Nous avons déjà vu un mariage dans la deuxième partie de Beatrix. Commencé pour le mari au milieu d'un orage du cœur, il finit par le bonheur parfait des deux époux. Il ne va pas toujours en être de même pour les suivants. De celui du peintre Schinner dans la Bourse, à celui de Luigi Porta dans la Vendetta, il y a comme une pente rapide qui descend du faîte du bonheur, aussi complet qu'il peut l'être sur terre, au dernier degré de la misère et de l'infortune, aussi hideuses que peut les rendre l'implacable force des préjugés ou des lois.

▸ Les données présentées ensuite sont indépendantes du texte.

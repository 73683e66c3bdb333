//! Category API client methods

use super::query::{CategoryQuery, PostFilter};
use super::{BlogClient, ClientError};
use crate::types::{
    ApiResponse, Category, CategoryInput, CategoryOrder, CategoryStats, CategoryUpdate,
    PageResponse, Post,
};
use serde_json::{Value as JsonValue, json};

impl BlogClient {
    pub async fn get_categories(
        &self,
        query: CategoryQuery,
    ) -> Result<ApiResponse<Vec<Category>>, ClientError> {
        self.get(query.to_query().append_to("/categories")).await
    }

    pub async fn get_category_by_id(&self, id: i64) -> Result<ApiResponse<Category>, ClientError> {
        self.get(format!("/categories/{id}")).await
    }

    pub async fn get_category_by_slug(
        &self,
        slug: &str,
    ) -> Result<ApiResponse<Category>, ClientError> {
        self.get(format!("/categories/slug/{slug}")).await
    }

    /// Category hierarchy, optionally including categories without posts
    pub async fn get_category_tree(
        &self,
        include_empty: bool,
    ) -> Result<ApiResponse<Vec<Category>>, ClientError> {
        self.get(format!("/categories/tree?includeEmpty={include_empty}"))
            .await
    }

    pub async fn get_category_posts(
        &self,
        id: i64,
        filter: &PostFilter,
    ) -> Result<ApiResponse<PageResponse<Post>>, ClientError> {
        self.get(filter.to_query().append_to(&format!("/categories/{id}/posts")))
            .await
    }

    pub async fn create_category(
        &self,
        category: &CategoryInput,
    ) -> Result<ApiResponse<Category>, ClientError> {
        self.post("/categories", category).await
    }

    pub async fn update_category(
        &self,
        id: i64,
        update: &CategoryUpdate,
    ) -> Result<ApiResponse<Category>, ClientError> {
        self.put(format!("/categories/{id}"), update).await
    }

    pub async fn delete_category(&self, id: i64) -> Result<ApiResponse<JsonValue>, ClientError> {
        self.delete(format!("/categories/{id}")).await
    }

    /// Persist a new sort order
    pub async fn reorder_categories(
        &self,
        orders: &[CategoryOrder],
    ) -> Result<ApiResponse<JsonValue>, ClientError> {
        self.patch("/categories/reorder", &json!({ "orders": orders }))
            .await
    }

    pub async fn get_category_stats(&self) -> Result<ApiResponse<CategoryStats>, ClientError> {
        self.get("/categories/stats").await
    }
}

Dans les romans qui suivent, Balzac a pour ainsi dire préparé, par l'histoire des faits, la Physiologie du Mariage, ce curieux livre d'analyse, le dernier dont nous aurons à parler. Sa manière d'écrire varie un peu; les descriptions sont plus longues, plus détaillées, et une plus grande importance est donnée aux personnages secondaires du livre, ce qui fait de l'ensemble une expression plus complète des réalités de la vie privée, vue un peu partout dans les principales situations qui la résument.

LA BOURSE

MADAME FIRMIANI

La Bourse et Madame Firmiani, qu'il faut ranger parmi les œuvres essentiellement optimistes de Balzac, ouvrent la série des événements de la vie privée qui ont pour but ou pour origine le mariage et ses conséquences, heureuses ou malheureuses. L'auteur a commencé par nous faire le ravissant tableau du bonheur des unions assorties. Toute la délicatesse de son art s'y révèle en même temps que l'excellence de ses principes.